The Against Malaria Foundation was started somewhat by accident in 2005 after a three-person fundraising swim for a two-year-old girl, who suffered 90% burns in a house fire, grew over seven weeks into 150 swims in 73 countries involving 10,000 people. The swim helped to secure the child's financial future, and many participants asked: "What are we doing next year?" My answer was a very big swim for malaria, which led to our first malaria-focused activity, World Swim Against Malaria (in which 250,000 people participated).
AMF's process has remained largely the same over the years: we receive donations from the public that we use to buy long-lasting insecticide-treated anti-malaria nets, ‘LLINs’, and we work with distribution partners, including national Ministries of Health, to distribute them. Independent partners help us monitor all aspects of our programmes, including post-distribution monitoring to help ensure nets are distributed as intended, are hung and used properly, and continue to be used properly in subsequent years. Here's more information on how we choose which distributions we fund.

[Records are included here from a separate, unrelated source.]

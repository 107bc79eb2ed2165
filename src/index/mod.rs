// src/index/mod.rs
// =============================================================================
// This module contains the indexing stage of the pipeline.
//
// Submodules:
// - normalizer: strips markup from fetched pages and counts words
//
// The output (a list of TermCount) is what gets persisted per document and
// what the ranker later sums over.
// =============================================================================

mod normalizer;

pub use normalizer::{extract_text, index, sanitize_content, TermCount, MAX_WORD_LEN, MIN_WORD_LEN};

As we seek to be as efficient and focused in our work as we can, AMF is set up and operates a little differently from many charities. Some of those differences:
- AMF is still run from the back room of my house in London
- We are a registered charity in 12 countries but have no offices
- Our overheads over the last 5 years have averaged 0.85% of revenues
- We are a lean organisation: i.e. for 10 years, two of us ran AMF and grew the organisation to ~$50m of revenue per year, although we are now a team of seven
- I have a ’20 minute rule’ when working out how we go about things at AMF and to help us move quickly.
We focus strongly on data to maximise the impact of our work and to deliver accountability. For example, we gather data from each one of the millions of households to which we then deliver nets so that the right number of nets go to each household. We show transparently to donors where the nets they fund are distributed, linking each individual donation to a specific net distribution. So far we have received 492,500 donations totaling US$235,443,337. Our smallest donation has been $1 and our largest $22.8m, and every $2 matters because every net matters.

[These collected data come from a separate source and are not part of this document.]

// src/index/normalizer.rs
// =============================================================================
// This module turns a fetched page into a term-frequency profile.
//
// Pipeline:
// 1. Drop characters that must never reach storage (U+FFFD left behind by
//    lossy decoding, control characters)
// 2. Remove <script>, <style>, <noscript> and <iframe> blocks with their body
// 3. Remove comments, then every remaining tag
// 4. Remove character entities (&nbsp; &#169; ...)
// 5. Remove presentation noise: sized numbers (12px, 1.5em, 40%) and colour
//    functions (rgb(...), hsla(...))
// 6. Replace punctuation with spaces, lowercase, split on whitespace
// 7. Keep words of 3..=32 characters and count them
//
// The output is sorted by frequency (highest first); equal frequencies are
// ordered alphabetically so the same page always produces the same list.
//
// Everything here is a pure function over its input. The compiled regexes
// are immutable statics shared by all workers.
// =============================================================================

use once_cell::sync::Lazy;
use regex::Regex;
use serde::Serialize;
use std::collections::HashMap;

/// Shortest word that is indexed, in characters.
pub const MIN_WORD_LEN: usize = 3;
/// Longest word that is indexed, in characters.
pub const MAX_WORD_LEN: usize = 32;

// The regex crate has no backreferences, so each block tag gets its own pattern.
// An unclosed block (truncated page) runs to the end of the content.
static BLOCK_TAGS: Lazy<Vec<Regex>> = Lazy::new(|| {
    ["script", "style", "noscript", "iframe"]
        .iter()
        .map(|tag| {
            Regex::new(&format!(r"(?is)<{tag}\b[^>]*>.*?(?:</{tag}\s*>|\z)"))
                .expect("block tag pattern is valid")
        })
        .collect()
});

static COMMENT: Lazy<Regex> =
    Lazy::new(|| Regex::new(r"(?s)<!--.*?-->").expect("comment pattern is valid"));

static TAG: Lazy<Regex> = Lazy::new(|| Regex::new(r"<[^>]*>").expect("tag pattern is valid"));

static ENTITY: Lazy<Regex> =
    Lazy::new(|| Regex::new(r"&[a-zA-Z0-9#]+;").expect("entity pattern is valid"));

static SIZED_NUMBER: Lazy<Regex> = Lazy::new(|| {
    Regex::new(r"(?i)\b\d+(?:\.\d+)?(?:(?:px|em|rem|pt|vh|vw)\b|%)")
        .expect("sized number pattern is valid")
});

static COLOR_FUNCTION: Lazy<Regex> = Lazy::new(|| {
    Regex::new(r"(?i)\b(?:rgba?|hsla?)\([^)]*\)").expect("colour function pattern is valid")
});

// Anything that is not a word character, whitespace or a hyphen
static PUNCTUATION: Lazy<Regex> =
    Lazy::new(|| Regex::new(r"[^\w\s-]").expect("punctuation pattern is valid"));

/// One distinct word of a document and how often it occurs there.
#[derive(Debug, Clone, PartialEq, Eq, Serialize)]
pub struct TermCount {
    pub word: String,
    pub frequency: u32,
}

impl TermCount {
    pub fn new(word: impl Into<String>, frequency: u32) -> Self {
        Self {
            word: word.into(),
            frequency,
        }
    }
}

/// Indexes raw page content into term frequencies.
///
/// Returns one entry per distinct word, sorted by descending frequency and
/// then by word.
///
/// Example:
///   index("<p>Test test TEST</p>") == [TermCount { word: "test", frequency: 3 }]
pub fn index(content: &str) -> Vec<TermCount> {
    let text = extract_text(content);

    let mut counts: HashMap<&str, u32> = HashMap::new();
    for word in text.split_whitespace().filter(|w| is_indexable(w)) {
        *counts.entry(word).or_insert(0) += 1;
    }

    let mut terms: Vec<TermCount> = counts
        .into_iter()
        .map(|(word, frequency)| TermCount::new(word, frequency))
        .collect();

    terms.sort_by(|a, b| {
        b.frequency
            .cmp(&a.frequency)
            .then_with(|| a.word.cmp(&b.word))
    });
    terms
}

/// Strips markup and noise from `content` and returns lowercase text with
/// single spaces between tokens.
pub fn extract_text(content: &str) -> String {
    let mut text: String = content.chars().filter(|&c| is_storable(c)).collect();

    for block in BLOCK_TAGS.iter() {
        text = block.replace_all(&text, " ").into_owned();
    }

    let steps: [&Regex; 6] = [
        &*COMMENT,
        &*TAG,
        &*ENTITY,
        &*SIZED_NUMBER,
        &*COLOR_FUNCTION,
        &*PUNCTUATION,
    ];
    for pattern in steps {
        text = pattern.replace_all(&text, " ").into_owned();
    }

    // Unicode-aware and locale independent
    let lowered = text.to_lowercase();

    lowered.split_whitespace().collect::<Vec<_>>().join(" ")
}

/// Drops U+FFFD replacement characters and replaces control characters
/// (other than newline and tab) with spaces.
///
/// This is the form in which raw page content is stored as a document.
pub fn sanitize_content(content: &str) -> String {
    content
        .chars()
        .filter(|&c| c != char::REPLACEMENT_CHARACTER)
        .map(|c| {
            if c.is_control() && c != '\n' && c != '\t' {
                ' '
            } else {
                c
            }
        })
        .collect()
}

fn is_storable(c: char) -> bool {
    c != char::REPLACEMENT_CHARACTER && (!c.is_control() || c.is_whitespace())
}

fn is_indexable(word: &str) -> bool {
    let len = word.chars().count();
    (MIN_WORD_LEN..=MAX_WORD_LEN).contains(&len)
        && word.chars().any(|c| c.is_alphanumeric())
}

#[cfg(test)]
mod tests {
    use super::*;

    fn frequency_of(terms: &[TermCount], word: &str) -> Option<u32> {
        terms.iter().find(|t| t.word == word).map(|t| t.frequency)
    }

    #[test]
    fn test_counts_repeated_word() {
        let terms = index("test test test");
        assert_eq!(terms, vec![TermCount::new("test", 3)]);
    }

    #[test]
    fn test_length_bounds() {
        let long = "a".repeat(33);
        let exact = "b".repeat(32);
        let content = format!("ab abc {} {}", long, exact);
        let terms = index(&content);

        assert_eq!(frequency_of(&terms, "ab"), None);
        assert_eq!(frequency_of(&terms, "abc"), Some(1));
        assert_eq!(frequency_of(&terms, &long), None);
        assert_eq!(frequency_of(&terms, &exact), Some(1));
    }

    #[test]
    fn test_length_is_measured_in_characters() {
        // Three Cyrillic letters are six bytes but only three characters
        let terms = index("дом");
        assert_eq!(frequency_of(&terms, "дом"), Some(1));
    }

    #[test]
    fn test_strips_tags_and_blocks() {
        let html = r#"
            <html><head>
              <style>body { color: red; }</style>
              <SCRIPT type="text/javascript">var hidden = "secret";</SCRIPT>
            </head>
            <body><!-- invisible comment -->
              <h1 class="title">Visible heading</h1>
              <noscript>enable javascript</noscript>
              <iframe src="x">framed</iframe>
            </body></html>
        "#;
        let text = extract_text(html);

        assert_eq!(text, "visible heading");
    }

    #[test]
    fn test_unclosed_block_runs_to_end() {
        let terms = index("<p>hello world</p><script>var secretvariable = 1; function trackuser() {}");
        let words: Vec<&str> = terms.iter().map(|t| t.word.as_str()).collect();
        assert_eq!(words, vec!["hello", "world"]);

        let text = extract_text("<style>p { color: red }</style><p>kept</p><STYLE media=print>.hidden {");
        assert_eq!(text, "kept");
    }

    #[test]
    fn test_removes_entities_and_style_noise() {
        let text = extract_text("width 100px margin 1.5em 40% hsla(120, 50%, 50%, 0.3) rgb(1,2,3) fish&nbsp;chips &#169;");
        assert_eq!(text, "width margin fish chips");
    }

    #[test]
    fn test_unicode_case_folding() {
        let terms = index("Straße STRASSE Ζεύς ΖΕΎΣ Привет ПРИВЕТ привет");
        assert_eq!(frequency_of(&terms, "привет"), Some(3));
        assert_eq!(frequency_of(&terms, "ζεύς"), Some(2));
        assert_eq!(frequency_of(&terms, "straße"), Some(1));
        assert_eq!(frequency_of(&terms, "strasse"), Some(1));
    }

    #[test]
    fn test_punctuation_is_discarded() {
        let terms = index("hello, world! (hello) ... --- well-known");
        assert_eq!(frequency_of(&terms, "hello"), Some(2));
        assert_eq!(frequency_of(&terms, "world"), Some(1));
        assert_eq!(frequency_of(&terms, "well-known"), Some(1));
        assert_eq!(frequency_of(&terms, "---"), None);
    }

    #[test]
    fn test_ties_are_alphabetical() {
        let terms = index("zebra apple mango apple zebra mango kiwi");
        let words: Vec<&str> = terms.iter().map(|t| t.word.as_str()).collect();
        assert_eq!(words, vec!["apple", "mango", "zebra", "kiwi"]);
    }

    #[test]
    fn test_invalid_characters_are_dropped() {
        let decoded = String::from_utf8_lossy(b"caf\xff\xfe words\x07here");
        let text = extract_text(&decoded);
        assert!(!text.contains(char::REPLACEMENT_CHARACTER));
        assert_eq!(text, "caf wordshere");
    }

    #[test]
    fn test_empty_content() {
        assert!(index("").is_empty());
        assert!(index("<html><body></body></html>").is_empty());
    }

    #[test]
    fn test_sanitize_content_keeps_layout_whitespace() {
        assert_eq!(sanitize_content("a\u{0}b\nc\td\r"), "a b\nc\td ");
    }

    #[test]
    fn test_sanitize_content_drops_replacement_characters() {
        let decoded = String::from_utf8_lossy(b"<p>caf\xe9 ok</p>");
        assert_eq!(sanitize_content(&decoded), "<p>caf ok</p>");
    }
}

We have grown over the last five years and now fund multiple millions of nets at a time. We have recently agreed to fund, for distribution in 2020, 3.5 million nets for Togo, 11.6 million nets for Uganda, and 16.2 million nets for the Democratic Republic of Congo (DRC), one of the two countries in the world worst affected by malaria. This is a US$70 million commitment, and these nets will protect about 56 million people.
We recently completed a significant randomised controlled trail of a new type of LLIN to help in the fight against malaria, and the results so far are positive.

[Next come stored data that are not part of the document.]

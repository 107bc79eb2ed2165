// src/store/postgres.rs
// =============================================================================
// A Store backed by PostgreSQL.
//
// Schema (created on connect if missing):
//
//   documents(id BIGSERIAL PK, url TEXT UNIQUE, content TEXT)
//   words(id BIGSERIAL PK, document_id -> documents.id, word TEXT, frequency INT)
//
// - Document upserts are a single INSERT ... ON CONFLICT statement, so two
//   writers can never create two rows for one URL
// - Term replacement is ONE statement: a DELETE in a CTE plus an INSERT
//   from UNNEST'ed arrays, so it is atomic and costs one round trip
//
// All workers and searches share one Client without a lock; tokio-postgres
// pipelines concurrent queries over the connection.
// =============================================================================

use super::{DocumentId, Posting, Store};
use crate::config::DatabaseSettings;
use crate::index::{sanitize_content, TermCount};
use anyhow::{Context, Result};
use async_trait::async_trait;
use tokio_postgres::{Client, NoTls};
use tracing::{error, info};

const SCHEMA: &str = "
    CREATE TABLE IF NOT EXISTS documents (
        id BIGSERIAL PRIMARY KEY,
        url TEXT NOT NULL UNIQUE,
        content TEXT NOT NULL
    );
    CREATE TABLE IF NOT EXISTS words (
        id BIGSERIAL PRIMARY KEY,
        document_id BIGINT NOT NULL REFERENCES documents(id) ON DELETE CASCADE,
        word TEXT NOT NULL,
        frequency INT NOT NULL
    );
    CREATE INDEX IF NOT EXISTS words_word_idx ON words (word);
    CREATE INDEX IF NOT EXISTS words_document_id_idx ON words (document_id);
";

const UPSERT_DOCUMENT: &str = "
    INSERT INTO documents (url, content) VALUES ($1, $2)
    ON CONFLICT (url) DO UPDATE SET content = EXCLUDED.content
    RETURNING id";

const REPLACE_WORDS: &str = "
    WITH cleared AS (DELETE FROM words WHERE document_id = $1::bigint)
    INSERT INTO words (document_id, word, frequency)
    SELECT $1::bigint, t.word, t.frequency
    FROM UNNEST($2::text[], $3::int[]) AS t(word, frequency)";

const SELECT_POSTINGS: &str = "
    SELECT d.url, w.frequency
    FROM words w
    JOIN documents d ON d.id = w.document_id
    WHERE w.word = $1";

pub struct PostgresStore {
    client: Client,
}

impl PostgresStore {
    /// Connects and makes sure the schema exists.
    pub async fn connect(settings: &DatabaseSettings) -> Result<Self> {
        let (client, connection) = tokio_postgres::connect(&settings.connection_string(), NoTls)
            .await
            .with_context(|| {
                format!(
                    "failed to connect to Postgres at {}:{}/{}",
                    settings.host, settings.port, settings.name
                )
            })?;

        // The connection object drives the socket; it must be polled on its own task
        tokio::spawn(async move {
            if let Err(err) = connection.await {
                error!(%err, "postgres connection error");
            }
        });

        client
            .batch_execute(SCHEMA)
            .await
            .context("failed to initialize database schema")?;
        info!(host = %settings.host, database = %settings.name, "database initialized");

        Ok(Self { client })
    }
}

#[async_trait]
impl Store for PostgresStore {
    async fn insert_document(&self, url: &str, content: &str) -> Result<DocumentId> {
        let content = sanitize_content(content);
        let row = self
            .client
            .query_one(UPSERT_DOCUMENT, &[&url, &content])
            .await
            .with_context(|| format!("failed to upsert document {}", url))?;
        Ok(row.get(0))
    }

    async fn insert_words(&self, document: DocumentId, terms: &[TermCount]) -> Result<()> {
        let (words, frequencies) = term_columns(terms);
        self.client
            .execute(REPLACE_WORDS, &[&document, &words, &frequencies])
            .await
            .with_context(|| format!("failed to replace words of document {}", document))?;
        Ok(())
    }

    async fn postings(&self, word: &str) -> Result<Vec<Posting>> {
        let rows = self
            .client
            .query(SELECT_POSTINGS, &[&word])
            .await
            .with_context(|| format!("failed to look up word {:?}", word))?;

        Ok(rows
            .iter()
            .map(|row| {
                let frequency: i32 = row.get(1);
                Posting {
                    url: row.get(0),
                    frequency: u32::try_from(frequency).unwrap_or(0),
                }
            })
            .collect())
    }
}

// Splits terms into the two parallel arrays bound to REPLACE_WORDS
fn term_columns(terms: &[TermCount]) -> (Vec<&str>, Vec<i32>) {
    terms
        .iter()
        .map(|term| {
            (
                term.word.as_str(),
                i32::try_from(term.frequency).unwrap_or(i32::MAX),
            )
        })
        .unzip()
}
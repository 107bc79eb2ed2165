// src/store/memory.rs
// =============================================================================
// An in-memory Store.
//
// Two tables, like the SQL schema:
// - documents: id -> (url, content), plus a url -> id lookup for upserts
// - words: document id -> its term counts
//
// Everything sits behind one RwLock so an upsert (lookup + insert) is atomic.
// The lock is never held across an .await.
// =============================================================================

use super::{DocumentId, Posting, Store};
use crate::index::{sanitize_content, TermCount};
use anyhow::{bail, Result};
use async_trait::async_trait;
use std::collections::HashMap;
use std::sync::{PoisonError, RwLock};

/// A stored document row.
#[derive(Debug, Clone, PartialEq, Eq)]
pub struct Document {
    pub id: DocumentId,
    pub url: String,
    pub content: String,
}

#[derive(Debug, Default)]
struct Tables {
    next_id: DocumentId,
    documents: HashMap<DocumentId, Document>,
    ids_by_url: HashMap<String, DocumentId>,
    words: HashMap<DocumentId, Vec<TermCount>>,
}

#[derive(Debug, Default)]
pub struct MemoryStore {
    tables: RwLock<Tables>,
}

impl MemoryStore {
    pub fn new() -> Self {
        Self::default()
    }

    /// Number of stored documents.
    pub fn document_count(&self) -> usize {
        self.read().documents.len()
    }

    /// Looks a document up by URL.
    pub fn document(&self, url: &str) -> Option<Document> {
        let tables = self.read();
        let id = tables.ids_by_url.get(url)?;
        tables.documents.get(id).cloned()
    }

    /// URLs of every stored document, sorted.
    pub fn urls(&self) -> Vec<String> {
        let mut urls: Vec<String> = self.read().ids_by_url.keys().cloned().collect();
        urls.sort();
        urls
    }

    /// The term rows currently stored for a document.
    pub fn terms(&self, document: DocumentId) -> Vec<TermCount> {
        self.read().words.get(&document).cloned().unwrap_or_default()
    }

    fn read(&self) -> std::sync::RwLockReadGuard<'_, Tables> {
        self.tables.read().unwrap_or_else(PoisonError::into_inner)
    }

    fn write(&self) -> std::sync::RwLockWriteGuard<'_, Tables> {
        self.tables.write().unwrap_or_else(PoisonError::into_inner)
    }
}

#[async_trait]
impl Store for MemoryStore {
    async fn insert_document(&self, url: &str, content: &str) -> Result<DocumentId> {
        let content = sanitize_content(content);
        let mut tables = self.write();

        let existing = tables.ids_by_url.get(url).copied();
        if let Some(id) = existing {
            if let Some(document) = tables.documents.get_mut(&id) {
                document.content = content;
            }
            return Ok(id);
        }

        tables.next_id += 1;
        let id = tables.next_id;
        tables.ids_by_url.insert(url.to_string(), id);
        tables.documents.insert(
            id,
            Document {
                id,
                url: url.to_string(),
                content,
            },
        );
        Ok(id)
    }

    async fn insert_words(&self, document: DocumentId, terms: &[TermCount]) -> Result<()> {
        let mut tables = self.write();
        if !tables.documents.contains_key(&document) {
            bail!("document {} does not exist", document);
        }
        tables.words.insert(document, terms.to_vec());
        Ok(())
    }

    async fn postings(&self, word: &str) -> Result<Vec<Posting>> {
        let tables = self.read();
        let postings = tables
            .words
            .iter()
            .filter_map(|(id, terms)| {
                let term = terms.iter().find(|t| t.word == word)?;
                let document = tables.documents.get(id)?;
                Some(Posting {
                    url: document.url.clone(),
                    frequency: term.frequency,
                })
            })
            .collect();
        Ok(postings)
    }
}
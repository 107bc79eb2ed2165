// src/cli.rs
// =============================================================================
// This file defines our command-line interface using the `clap` crate.
//
// We use the "derive" API: the CLI structure is described by the structs and
// enums below, and clap generates the parsing, --help and --version.
//
//   spider-search [--config Config.ini] run
//   spider-search [--config Config.ini] crawl [--seed URL] [--max-depth N]
//   spider-search [--config Config.ini] search <WORDS>... [--json]
//   spider-search [--config Config.ini] serve
// =============================================================================

use clap::{Parser, Subcommand};
use std::path::PathBuf;

#[derive(Parser, Debug)]
#[command(
    name = "spider-search",
    version,
    about = "Crawl a website, index its words and search them",
    long_about = "spider-search crawls a website from a seed URL up to a maximum depth, \
                  indexes the words of every page and answers keyword queries from the \
                  console or over HTTP."
)]
pub struct Cli {
    /// Path to the configuration file
    #[arg(long, short, global = true, default_value = "Config.ini")]
    pub config: PathBuf,

    #[command(subcommand)]
    pub command: Option<Commands>,
}

#[derive(Subcommand, Debug)]
pub enum Commands {
    /// Crawl, then serve HTTP searches while the console prompt is open (default)
    Run,

    /// Crawl and index the configured site, then exit
    ///
    /// Example: spider-search crawl --seed https://example.com --max-depth 2
    Crawl {
        /// Seed URL (overrides spider.start_url)
        #[arg(long)]
        seed: Option<String>,

        /// Maximum crawl depth (overrides spider.recursion_depth)
        ///
        /// The seed is depth 0: --max-depth 1 indexes just the seed page,
        /// --max-depth 2 also the pages it links to, and so on.
        #[arg(long)]
        max_depth: Option<usize>,
    },

    /// Run one query against the index and print the ranked URLs
    ///
    /// Example: spider-search search ocean blue --json
    Search {
        /// Query words
        #[arg(required = true)]
        words: Vec<String>,

        /// Output results in JSON format instead of a table
        #[arg(long)]
        json: bool,
    },

    /// Serve the HTTP search page until Ctrl-C
    Serve,
}

#[cfg(test)]
mod tests {
    use super::*;

    #[test]
    fn test_default_command_and_config() {
        let cli = Cli::parse_from(["spider-search"]);
        assert!(cli.command.is_none());
        assert_eq!(cli.config, PathBuf::from("Config.ini"));
    }

    #[test]
    fn test_crawl_overrides() {
        let cli = Cli::parse_from([
            "spider-search",
            "crawl",
            "--seed",
            "https://example.com",
            "--max-depth",
            "3",
            "--config",
            "other.ini",
        ]);
        assert_eq!(cli.config, PathBuf::from("other.ini"));
        match cli.command {
            Some(Commands::Crawl { seed, max_depth }) => {
                assert_eq!(seed.as_deref(), Some("https://example.com"));
                assert_eq!(max_depth, Some(3));
            }
            other => panic!("unexpected command: {:?}", other),
        }
    }

    #[test]
    fn test_search_requires_words() {
        assert!(Cli::try_parse_from(["spider-search", "search"]).is_err());
        let cli = Cli::parse_from(["spider-search", "search", "ocean", "blue", "--json"]);
        match cli.command {
            Some(Commands::Search { words, json }) => {
                assert_eq!(words, vec!["ocean", "blue"]);
                assert!(json);
            }
            other => panic!("unexpected command: {:?}", other),
        }
    }
}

AMF has benefited *hugely* over the last eight years from the support of the EA community for which we are exceptionally grateful. AMF has been a GiveWell top-rated charity since 2012 and has long been similarly ranked by The Life You Can Save.
A recent update on AMF activities can be found here.
I'd be happy to answer any questions you have about AMF: how we started, how we work, the challenges we face, my biggest mistake, the opportunities we have ahead of us, what AMF most needs, etc.
I'll be responding to questions on Monday 27th January, and I'll check the post later in the week in case new questions come up. If you're reading this after early February and have questions, please feel free to email me at rmather@againstmalaria.com.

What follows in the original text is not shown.